2 packets of WLP-002

Right now it tastes pretty good, but I want to evaluate my options before I commit to kegging/bottling it.


Fast ferment

Yeast Viability: 1/4 cup sugar, 1/3 cup of beer, still has yeast and will ferment simple sugars. did not take reading.

Beano: Used 1 full pill for 1/3 cup of beer -- 48hrs Only dropped .002,

Update 10/04/18

Fast Ferment with wort only, only dropped 2 points. final reading 1.038

Doing more research, I have found Attenuation/fermentability drops like a rock at higher temperatures. So my fermentibility may only be around 44% according to my sources. Source

  • homebrew.stackexchange.com/questions/6956/… I think a forced ferment test is another option to see how enzymes and other options will pan out, with minimum loss.
    – jsolarski
    Sep 24, 2018 at 23:16
  • #4 is a NO for sure. Unboiled wort will contain bacteria and sour your batch. Sep 27, 2018 at 15:07
  • byo.com/article/raw-ale It could sour it, but it is an option that could work, it would be a calculated risk. please put it as an answer, definitely a con on #4
    – jsolarski
    Sep 27, 2018 at 17:21
  • Sounds like you understand where you went wrong. You could try exogenous beta and alpha amylase enzymes, but you will not be operating at their prime pH or temperature. Likely you have longer sugars, while it may not be to style in the end, you could try a cleaner Brettanomyces strain as they will munch on pretty well all sugars.
    – John
    Oct 2, 2018 at 0:08

2 Answers 2


It seems like you have a pretty good grasp of where you went wrong, and what your options are. I would suggest one more approach though - blending. You could brew a similar beer, but make sure it overattenuates, then blend the two. You could use the same grist, but mash low and long, and you could also sub out a few pounds of base malt and replace with dextrose or cane sugar.
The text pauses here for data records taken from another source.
//! Size tier classification for adaptive attempt timeouts
//!
//! Classifies sources into tiers based on size and estimates the work
//! the extraction service will do for them.

use serde::{Deserialize, Serialize};
use std::time::Duration;

use crate::config::TimeoutConfig;

const MB: f64 = 1024.0 * 1024.0;

/// Approximate bytes per rendered page
const BYTES_PER_PAGE: u64 = 50 * 1024;

/// Input tokens the service charges per page
const TOKENS_PER_PAGE: u64 = 258;

/// Source processing tier based on size
#[derive(Debug, Clone, Copy, PartialEq, Eq, Serialize, Deserialize)]
#[serde(rename_all = "snake_case")]
pub enum SizeTier {
    /// Up to 5MB: 600s timeout
    Normal,
    /// 5-8MB: 900s timeout
    Large,
    /// Above 8MB: 1200s timeout
    VeryLarge,
}

impl std::fmt::Display for SizeTier {
    fn fmt(&self, f: &mut std::fmt::Formatter<'_>) -> std::fmt::Result {
        match self {
            SizeTier::Normal => write!(f, "normal"),
            SizeTier::Large => write!(f, "large"),
            SizeTier::VeryLarge => write!(f, "very_large"),
        }
    }
}

/// Severity of a size advisory
#[derive(Debug, Clone, Copy, PartialEq, Eq)]
pub enum AdvisoryLevel {
    Info,
    Warning,
}

/// Non-fatal note about a source's size, logged before extraction
#[derive(Debug, Clone, PartialEq, Eq)]
pub struct SizeAdvisory {
    pub level: AdvisoryLevel,
    pub message: String,
}

impl SizeAdvisory {
    fn info(message: String) -> Self {
        Self {
            level: AdvisoryLevel::Info,
            message,
        }
    }

    fn warning(message: String) -> Self {
        Self {
            level: AdvisoryLevel::Warning,
            message,
        }
    }
}

/// Source characteristics used to pick the attempt timeout
#[derive(Debug, Clone, Serialize, Deserialize)]
pub struct SourceProfile {
    /// Source size in bytes
    pub size_bytes: u64,
    /// Assigned tier
    pub tier: SizeTier,
    /// Per-attempt timeout in seconds
    pub timeout_secs: u64,
    /// Estimated page count
    pub estimated_pages: u64,
    /// Estimated input tokens
    pub estimated_tokens: u64,
}

impl SourceProfile {
    /// Profile a source of `size_bytes` against the configured thresholds
    pub fn for_size(size_bytes: u64, timeouts: &TimeoutConfig) -> Self {
        let tier = timeouts.tier_for_size(size_bytes);
        let estimated_pages = size_bytes / BYTES_PER_PAGE;

        Self {
            size_bytes,
            tier,
            timeout_secs: timeouts.timeout_for_tier(tier).as_secs(),
            estimated_pages,
            estimated_tokens: estimated_pages * TOKENS_PER_PAGE,
        }
    }

    /// Get the timeout as a Duration
    pub fn timeout(&self) -> Duration {
        Duration::from_secs(self.timeout_secs)
    }

    /// Size and page-count notes worth logging. Never blocks extraction.
    pub fn advisories(&self) -> Vec<SizeAdvisory> {
        let size_mb = self.size_bytes as f64 / MB;
        let mut notes = Vec::new();

        if size_mb > 15.0 {
            notes.push(SizeAdvisory::warning(format!(
                "Very large source ({:.1}MB), approaching the 20MB limit",
                size_mb
            )));
        } else if size_mb > 10.0 {
            notes.push(SizeAdvisory::warning(format!(
                "Large source ({:.1}MB), may cause timeout issues",
                size_mb
            )));
        } else if size_mb > 5.0 {
            notes.push(SizeAdvisory::info(format!(
                "Large source ({:.1}MB), may take longer to process",
                size_mb
            )));
        }

        if size_mb < 0.1 {
            notes.push(SizeAdvisory::warning(format!(
                "Very small source ({:.2}MB), may be low quality or empty",
                size_mb
            )));
        } else if size_mb < 0.5 {
            notes.push(SizeAdvisory::info(format!(
                "Small source ({:.2}MB), check quality",
                size_mb
            )));
        }

        if self.estimated_pages > 800 {
            notes.push(SizeAdvisory::warning(format!(
                "Estimated {} pages ({} tokens), approaching the 1000 page limit",
                self.estimated_pages, self.estimated_tokens
            )));
        } else if self.estimated_pages > 500 {
            notes.push(SizeAdvisory::info(format!(
                "Estimated {} pages ({} tokens), large document",
                self.estimated_pages, self.estimated_tokens
            )));
        }

        notes
    }
}
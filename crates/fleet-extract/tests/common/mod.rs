//! Shared fixtures for worker scenarios

#![allow(dead_code)]

use async_trait::async_trait;
use parking_lot::Mutex;
use serde_json::json;
use std::collections::VecDeque;
use std::path::Path;
use std::time::Duration;
use tempfile::TempDir;

use fleet_extract::config::PacingConfig;
use fleet_extract::providers::{Extraction, Extractor, RemoteError, SourceContent, TokenUsage};
use fleet_extract::{FleetConfig, WorkItem};

/// Extractor that fails according to a script and otherwise succeeds
pub struct ScriptedExtractor {
    failures: Mutex<VecDeque<RemoteError>>,
    calls: Mutex<Vec<String>>,
}

impl ScriptedExtractor {
    pub fn succeeding() -> Self {
        Self::failing_first(Vec::new())
    }

    /// Return each of `failures` in order before succeeding
    pub fn failing_first(failures: Vec<RemoteError>) -> Self {
        Self {
            failures: Mutex::new(failures.into()),
            calls: Mutex::new(Vec::new()),
        }
    }

    /// File names passed to `extract`, one per call
    pub fn calls(&self) -> Vec<String> {
        self.calls.lock().clone()
    }
}

#[async_trait]
impl Extractor for ScriptedExtractor {
    async fn extract(
        &self,
        source: &SourceContent,
        _timeout: Duration,
    ) -> Result<Extraction, RemoteError> {
        self.calls.lock().push(source.file_name.clone());
        if let Some(err) = self.failures.lock().pop_front() {
            return Err(err);
        }
        Ok(Extraction {
            payload: json!({
                "general_information": format!("summary of {}", source.file_name),
                "wage_information": ["scale A", "scale B"],
                "pension_information": null,
            }),
            usage: TokenUsage {
                input_tokens: 1000,
                output_tokens: 200,
            },
        })
    }

    fn name(&self) -> &str {
        "scripted"
    }

    fn model(&self) -> &str {
        "scripted-model"
    }
}

/// Config rooted in `dir` with no pacing and zero backoff
pub fn test_config(dir: &Path) -> FleetConfig {
    let mut config = FleetConfig::default();
    config.paths.input_root = dir.join("input");
    config.paths.output_root = dir.join("output");
    config.paths.shard_dir = dir.join("shards");
    config.paths.store_path = dir.join("results/store.csv");
    config.paths.telemetry_log = dir.join("logs/perf.jsonl");
    config.paths.summary_path = dir.join("logs/summary.json");
    config.paths.failure_ledger = dir.join("logs/failed.jsonl");
    config.retry.timeout_base_secs = 0;
    config.retry.unavailable_base_secs = 0;
    config.retry.rate_limited_base_secs = 0;
    config.retry.other_base_secs = 0;
    config.pacing = PacingConfig {
        after_success_secs: 0,
        after_busy_secs: 0,
        max_items_per_run: 0,
    };
    config.merge.backoff_ms = 1;
    config
}

pub fn fleet() -> (TempDir, FleetConfig) {
    let dir = TempDir::new().expect("tempdir");
    let config = test_config(dir.path());
    (dir, config)
}

/// Write a PDF-looking source of `size` bytes and return its work item
pub fn write_source(config: &FleetConfig, group: &str, name: &str, size: usize) -> WorkItem {
    let path = config.paths.input_root.join(group).join(name);
    std::fs::create_dir_all(path.parent().expect("parent")).expect("mkdir");
    let mut bytes = b"%PDF-1.7\n".to_vec();
    bytes.resize(size, b'x');
    std::fs::write(&path, &bytes).expect("write source");
    WorkItem::new(group, name, path, size as u64)
}

/// A small inventory spread over three groups
pub fn write_inventory(config: &FleetConfig, per_group: usize) -> Vec<WorkItem> {
    let mut items = Vec::new();
    for group in ["10", "20", "30"] {
        for i in 0..per_group {
            items.push(write_source(config, group, &format!("cao_{}.pdf", i), 4096));
        }
    }
    items
}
  • I do like the idea of blending, but i brew once every few months, and wont be doing another batch for about a month or so. If i am still undecided what to do by then, it will be an option.
    – jsolarski
    Sep 24, 2018 at 23:13
  • Just complementing the idea, if you have spare equipment of course. You could mash at a higher temperature, collect a certain volume of wort and keep it over the 76-77 ºC, add more water to the mash tun and keep mashing at a lower temperature. Never did it, and I'm not sure it's something applicable at all. Seems too much work.... :(
    – rondonctba
    Sep 25, 2018 at 3:53

I don't think this is Terminal Gravity even if mashed very high. Highest Terminal Gravity I've seen from complete Alpha-Amylase mash is around 1.030.

I would try to get it to finish out by rousing the yeast and getting it warmer.

As far as what to do with a high FG beer that is indeed at TG.

  1. leave it alone and drink it That's one option, if it's enjoyable then do it. Be cautious of bottle bombs.

  2. Add amylese enzyme

  3. Add Beano These are both the same amylase and is your best option if it is at TG.

  4. add unboiled wort No, unboiled wort has bacteria that will sour the batch or worse.

  5. Add sugar, to bring up ABV to what I expected. (7%-8%) This would only work of you are at TG and yeast is still viable. But would only add ABV and would do little to balance the sweet / bitter.

  6. Save it for blending. This would be a great base for a Braggot or Malted Cider. Again, only good if indeed at TG.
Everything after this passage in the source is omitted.